==== EXERCISE MATERIALS

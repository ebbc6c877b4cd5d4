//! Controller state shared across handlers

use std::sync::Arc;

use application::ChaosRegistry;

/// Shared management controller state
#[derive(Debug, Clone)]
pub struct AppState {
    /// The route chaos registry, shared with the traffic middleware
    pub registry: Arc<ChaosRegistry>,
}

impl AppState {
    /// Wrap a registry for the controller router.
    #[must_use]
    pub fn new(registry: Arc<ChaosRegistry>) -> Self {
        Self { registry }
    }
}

========
==== EXERCISE MATERIALS

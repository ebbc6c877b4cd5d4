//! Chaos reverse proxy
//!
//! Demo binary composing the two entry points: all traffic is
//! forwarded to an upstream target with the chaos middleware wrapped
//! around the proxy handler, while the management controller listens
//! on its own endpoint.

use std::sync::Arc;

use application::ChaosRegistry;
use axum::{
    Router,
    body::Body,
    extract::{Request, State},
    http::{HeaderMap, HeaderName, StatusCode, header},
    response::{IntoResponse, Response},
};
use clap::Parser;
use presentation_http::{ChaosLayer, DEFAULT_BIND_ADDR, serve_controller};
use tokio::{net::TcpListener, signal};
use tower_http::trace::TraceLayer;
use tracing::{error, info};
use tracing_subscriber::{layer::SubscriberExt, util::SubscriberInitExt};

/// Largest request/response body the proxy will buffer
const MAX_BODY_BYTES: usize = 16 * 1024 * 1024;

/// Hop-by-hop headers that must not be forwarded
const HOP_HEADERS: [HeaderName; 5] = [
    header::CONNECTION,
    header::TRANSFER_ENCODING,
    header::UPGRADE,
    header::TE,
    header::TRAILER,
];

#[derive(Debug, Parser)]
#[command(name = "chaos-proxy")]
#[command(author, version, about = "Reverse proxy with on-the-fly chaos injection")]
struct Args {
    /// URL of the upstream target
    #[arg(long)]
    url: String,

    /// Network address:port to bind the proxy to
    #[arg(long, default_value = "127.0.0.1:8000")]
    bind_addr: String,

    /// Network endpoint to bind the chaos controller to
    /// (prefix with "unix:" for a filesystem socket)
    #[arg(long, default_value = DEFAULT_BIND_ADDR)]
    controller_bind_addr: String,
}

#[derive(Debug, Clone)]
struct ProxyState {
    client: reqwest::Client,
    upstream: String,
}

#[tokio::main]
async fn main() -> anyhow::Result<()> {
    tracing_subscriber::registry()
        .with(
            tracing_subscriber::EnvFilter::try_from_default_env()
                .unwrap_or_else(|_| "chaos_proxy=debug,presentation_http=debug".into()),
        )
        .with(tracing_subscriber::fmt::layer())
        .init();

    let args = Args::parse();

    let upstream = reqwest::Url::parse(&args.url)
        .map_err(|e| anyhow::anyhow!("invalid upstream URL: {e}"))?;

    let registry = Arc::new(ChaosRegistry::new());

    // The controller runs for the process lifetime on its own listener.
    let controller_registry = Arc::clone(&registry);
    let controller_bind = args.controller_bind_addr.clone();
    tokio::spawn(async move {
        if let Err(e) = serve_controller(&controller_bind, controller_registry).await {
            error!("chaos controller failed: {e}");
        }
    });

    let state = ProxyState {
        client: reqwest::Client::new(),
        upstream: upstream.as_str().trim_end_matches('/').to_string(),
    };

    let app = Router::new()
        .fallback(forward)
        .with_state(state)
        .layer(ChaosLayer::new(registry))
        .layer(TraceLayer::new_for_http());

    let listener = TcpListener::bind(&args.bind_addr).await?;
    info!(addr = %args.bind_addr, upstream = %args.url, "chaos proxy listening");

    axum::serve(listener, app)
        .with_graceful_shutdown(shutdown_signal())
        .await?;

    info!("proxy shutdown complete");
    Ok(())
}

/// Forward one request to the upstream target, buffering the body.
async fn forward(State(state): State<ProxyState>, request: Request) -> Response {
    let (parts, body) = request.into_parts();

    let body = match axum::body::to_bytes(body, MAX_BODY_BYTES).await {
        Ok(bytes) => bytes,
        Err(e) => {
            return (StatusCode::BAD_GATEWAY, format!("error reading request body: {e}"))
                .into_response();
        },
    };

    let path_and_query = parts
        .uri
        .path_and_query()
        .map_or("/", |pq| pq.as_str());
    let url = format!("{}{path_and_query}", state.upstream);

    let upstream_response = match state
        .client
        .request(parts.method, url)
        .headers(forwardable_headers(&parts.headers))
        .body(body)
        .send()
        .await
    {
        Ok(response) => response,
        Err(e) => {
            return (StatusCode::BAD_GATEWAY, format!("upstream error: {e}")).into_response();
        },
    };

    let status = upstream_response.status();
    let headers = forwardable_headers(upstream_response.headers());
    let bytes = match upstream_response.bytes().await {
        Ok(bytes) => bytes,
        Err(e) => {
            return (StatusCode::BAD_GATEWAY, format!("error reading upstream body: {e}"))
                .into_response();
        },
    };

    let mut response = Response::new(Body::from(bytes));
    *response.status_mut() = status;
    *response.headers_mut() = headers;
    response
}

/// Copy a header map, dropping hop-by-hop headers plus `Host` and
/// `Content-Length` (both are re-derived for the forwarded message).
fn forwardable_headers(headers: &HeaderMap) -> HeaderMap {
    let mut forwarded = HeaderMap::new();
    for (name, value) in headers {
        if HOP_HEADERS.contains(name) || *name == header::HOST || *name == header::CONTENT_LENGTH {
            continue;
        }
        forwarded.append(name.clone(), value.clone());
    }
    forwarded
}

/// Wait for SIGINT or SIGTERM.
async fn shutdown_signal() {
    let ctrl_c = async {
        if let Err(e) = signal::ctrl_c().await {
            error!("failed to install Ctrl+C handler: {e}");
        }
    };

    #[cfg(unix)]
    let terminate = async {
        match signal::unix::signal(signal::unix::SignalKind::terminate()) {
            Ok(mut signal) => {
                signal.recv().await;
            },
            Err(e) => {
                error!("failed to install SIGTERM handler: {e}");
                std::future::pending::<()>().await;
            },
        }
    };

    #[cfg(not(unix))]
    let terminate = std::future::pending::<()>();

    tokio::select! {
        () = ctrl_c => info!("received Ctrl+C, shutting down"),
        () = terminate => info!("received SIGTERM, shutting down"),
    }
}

========
==== EXERCISE MATERIALS

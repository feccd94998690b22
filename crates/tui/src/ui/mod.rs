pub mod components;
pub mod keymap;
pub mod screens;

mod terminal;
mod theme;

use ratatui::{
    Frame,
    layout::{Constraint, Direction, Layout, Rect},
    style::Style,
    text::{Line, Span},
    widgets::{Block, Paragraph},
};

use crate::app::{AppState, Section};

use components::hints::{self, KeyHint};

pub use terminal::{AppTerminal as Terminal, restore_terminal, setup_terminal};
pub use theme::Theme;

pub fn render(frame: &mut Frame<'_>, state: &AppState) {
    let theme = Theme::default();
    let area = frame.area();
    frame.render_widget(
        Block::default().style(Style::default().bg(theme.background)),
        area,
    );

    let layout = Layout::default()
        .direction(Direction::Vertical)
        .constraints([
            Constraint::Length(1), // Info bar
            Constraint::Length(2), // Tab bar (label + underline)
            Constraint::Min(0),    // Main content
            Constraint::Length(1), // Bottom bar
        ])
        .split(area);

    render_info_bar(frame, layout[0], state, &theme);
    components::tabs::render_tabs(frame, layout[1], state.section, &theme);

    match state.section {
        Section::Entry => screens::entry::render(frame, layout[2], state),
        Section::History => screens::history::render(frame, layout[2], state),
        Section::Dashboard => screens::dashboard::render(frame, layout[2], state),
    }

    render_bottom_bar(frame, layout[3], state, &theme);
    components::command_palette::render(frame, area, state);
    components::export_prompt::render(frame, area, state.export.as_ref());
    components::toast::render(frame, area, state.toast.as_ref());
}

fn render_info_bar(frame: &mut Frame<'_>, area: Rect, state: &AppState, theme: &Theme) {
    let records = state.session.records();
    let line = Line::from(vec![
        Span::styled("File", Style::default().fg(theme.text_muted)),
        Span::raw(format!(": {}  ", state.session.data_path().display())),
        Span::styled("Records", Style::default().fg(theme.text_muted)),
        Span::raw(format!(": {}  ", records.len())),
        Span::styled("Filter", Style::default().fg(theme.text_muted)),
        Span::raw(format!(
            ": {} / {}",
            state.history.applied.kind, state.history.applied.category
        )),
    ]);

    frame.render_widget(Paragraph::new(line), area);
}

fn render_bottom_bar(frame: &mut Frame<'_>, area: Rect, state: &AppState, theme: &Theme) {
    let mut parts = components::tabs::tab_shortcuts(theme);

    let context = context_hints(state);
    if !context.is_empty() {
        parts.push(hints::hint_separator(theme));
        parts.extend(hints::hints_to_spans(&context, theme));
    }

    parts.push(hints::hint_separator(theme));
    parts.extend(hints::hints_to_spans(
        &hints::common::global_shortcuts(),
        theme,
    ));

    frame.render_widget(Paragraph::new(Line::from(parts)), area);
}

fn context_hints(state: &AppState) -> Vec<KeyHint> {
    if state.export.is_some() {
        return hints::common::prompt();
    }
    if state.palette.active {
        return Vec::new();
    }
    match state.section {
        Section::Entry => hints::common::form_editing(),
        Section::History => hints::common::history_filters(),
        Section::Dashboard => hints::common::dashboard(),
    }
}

========

## PROBLEM:
Among the entries, find each line that includes the string "management" and copy it.

## TASK SOLUTION:
/// Shared management controller state
//! around the proxy handler, while the management controller listens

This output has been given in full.